More than a building: The life of Dr. Rachel Cooper
For 18 years, Illinois State Normal University (ISNU) students in need of medical care visited the office of Dr. Rachel Merrill Cooper, the University physician and head of Student Health Services from 1929–1946.
Born in Potomac, Vermillion County, Illinois, in 1876, Cooper received her first M.D. in 1902 from the Eclectic Medical Institute in Cincinnati and went on to receive her second in 1906 from the University of Illinois at Chicago Medical School. She did postgraduate work at Washington University, St. Louis, and at the New York Post Graduate School. From 1917–1918 Cooper worked as the surgical assistant in the Chicago clinic of Dr. Bertha Van Hoosen, who was one of the few woman obstetricians in professional practice and the first female faculty member of the University of Illinois College of Medicine.

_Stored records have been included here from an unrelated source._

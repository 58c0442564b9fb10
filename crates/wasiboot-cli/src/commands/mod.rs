pub mod init;
pub mod inspect;
pub mod run;
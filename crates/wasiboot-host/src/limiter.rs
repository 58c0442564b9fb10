//! BootLimiter — memory and table enforcement for a bound instance.
//!
//! Implements `wasmtime::ResourceLimiter` so a guest cannot grow its linear
//! memory or tables past the limits its shim was configured with. Refused
//! growth is not an error here: `memory.grow` sees -1 and the guest decides
//! whether to trap. Initial sizes go through the same callbacks, so a module
//! that declares too much memory fails to instantiate.

use wasmtime::ResourceLimiter;

/// Default cap on linear memory: 256 MiB.
pub const DEFAULT_MEMORY_LIMIT: usize = 256 * 1024 * 1024;

/// Default cap on table elements.
pub const DEFAULT_TABLE_LIMIT: u32 = 10_000;

const WASM_PAGE_SIZE: usize = 64 * 1024;

/// Per-instance resource limiter.
///
/// One limiter lives in each store's `HostState`, so usage figures describe a
/// single run. They are reported back in `RunOutcome`.
#[derive(Debug, Clone)]
pub struct BootLimiter {
    /// Largest linear memory the guest may reach, in bytes.
    memory_limit: usize,
    /// Largest element count any one table may reach.
    table_limit: u32,
    /// Largest memory size granted so far, in bytes.
    memory_peak: usize,
    /// Largest table size granted so far.
    table_peak: usize,
    /// Growth requests refused, memory and table combined.
    denials: u32,
}

impl BootLimiter {
    pub fn new(memory_limit: usize, table_limit: u32) -> Self {
        Self {
            memory_limit,
            table_limit,
            memory_peak: 0,
            table_peak: 0,
            denials: 0,
        }
    }

    pub fn with_defaults() -> Self {
        Self::new(DEFAULT_MEMORY_LIMIT, DEFAULT_TABLE_LIMIT)
    }

    /// Linear memory high-water mark in bytes.
    pub fn memory_used(&self) -> usize {
        self.memory_peak
    }

    /// Bytes the guest could still grow into.
    pub fn memory_headroom(&self) -> usize {
        self.memory_limit.saturating_sub(self.memory_peak)
    }

    pub fn memory_limit(&self) -> usize {
        self.memory_limit
    }

    /// Table high-water mark in elements.
    pub fn table_used(&self) -> usize {
        self.table_peak
    }

    pub fn table_limit(&self) -> u32 {
        self.table_limit
    }

    pub fn denials(&self) -> u32 {
        self.denials
    }
}

impl Default for BootLimiter {
    fn default() -> Self {
        Self::with_defaults()
    }
}

impl ResourceLimiter for BootLimiter {
    fn memory_growing(
        &mut self,
        current: usize,
        desired: usize,
        _maximum: Option<usize>,
    ) -> anyhow::Result<bool> {
        if desired > self.memory_limit {
            self.denials += 1;
            tracing::warn!(
                current_pages = current / WASM_PAGE_SIZE,
                desired_pages = desired / WASM_PAGE_SIZE,
                limit_bytes = self.memory_limit,
                "guest memory growth refused"
            );
            return Ok(false);
        }
        self.memory_peak = self.memory_peak.max(desired);
        Ok(true)
    }

    fn table_growing(
        &mut self,
        current: usize,
        desired: usize,
        _maximum: Option<usize>,
    ) -> anyhow::Result<bool> {
        if desired > self.table_limit as usize {
            self.denials += 1;
            tracing::warn!(
                current,
                desired,
                limit = self.table_limit,
                "guest table growth refused"
            );
            return Ok(false);
        }
        self.table_peak = self.table_peak.max(desired);
        Ok(true)
    }
}

#[cfg(test)]
mod tests {
    use super::*;

    #[test]
    fn allows_growth_within_limit() {
        let mut limiter = BootLimiter::new(1024, 100);
        assert!(limiter.memory_growing(0, 512, None).unwrap());
        assert_eq!(limiter.memory_used(), 512);
        assert_eq!(limiter.memory_headroom(), 512);
    }

    #[test]
    fn denied_growth_does_not_count_as_used() {
        let mut limiter = BootLimiter::new(1024, 100);
        assert!(limiter.memory_growing(0, 512, None).unwrap());
        assert!(!limiter.memory_growing(512, 2048, None).unwrap());
        assert_eq!(limiter.memory_used(), 512);
        assert_eq!(limiter.denials(), 1);
    }

    #[test]
    fn memory_peak_never_shrinks() {
        let mut limiter = BootLimiter::new(1 << 20, 100);
        limiter.memory_growing(0, 4096, None).unwrap();
        limiter.memory_growing(0, 1024, None).unwrap();
        assert_eq!(limiter.memory_used(), 4096);
    }

    #[test]
    fn table_limits() {
        let mut limiter = BootLimiter::new(1024, 100);
        assert!(limiter.table_growing(0, 100, None).unwrap());
        assert!(!limiter.table_growing(100, 101, None).unwrap());
        assert_eq!(limiter.table_used(), 100);
        assert_eq!(limiter.denials(), 1);
    }

    #[test]
    fn defaults_are_reasonable() {
        let limiter = BootLimiter::default();
        assert_eq!(limiter.memory_limit(), 256 * 1024 * 1024);
        assert_eq!(limiter.table_limit(), 10_000);
        assert_eq!(limiter.denials(), 0);
    }
}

In 1898 Cooper married a fellow medical student, Dr. Charles J. Cooper, and finished her first round of medical school with him in 1902. According to her biography from the McLean County Medical Society, they practiced together for two years until his sudden death 1904. On May 21 of that year, he died at age 37 from septicemia contracted through “a cut on the finger,” leaving Rachel Cooper a young widow, pregnant with their only child, who was born October 19 and named Charlene Merrill Cooper as a tribute to the father she never met.
Following her husband’s death, Cooper remained in private practice in Penfield (Champaign County) before moving her practice to Danville from 1906–1909, and then to Aurora, Nebraska, where she spent much of the next 20 years. Newspaper articles from the 1910s and 1920s record her active civic and professional life. She delivered lectures for the meetings of the Chamber of Commerce, the Nebraska Association of Medical Women, and the Federated Women’s Clubs of Hamilton County, and was an active member of the Business and Professional Women’s Club of Aurora. In 1915 she traveled to San Francisco to attend the American Medical Association conference. In June 1924, the Lincoln Evening Journal (Nebraska) reported that she and a colleague, Dr. Daisy Hanson, traveled by car from Aurora to New York City for Hanson’s postgraduate work before returning to Nebraska later that summer: a trip of more than 2,000 miles in an era when auto travel was slow, arduous, and often risky.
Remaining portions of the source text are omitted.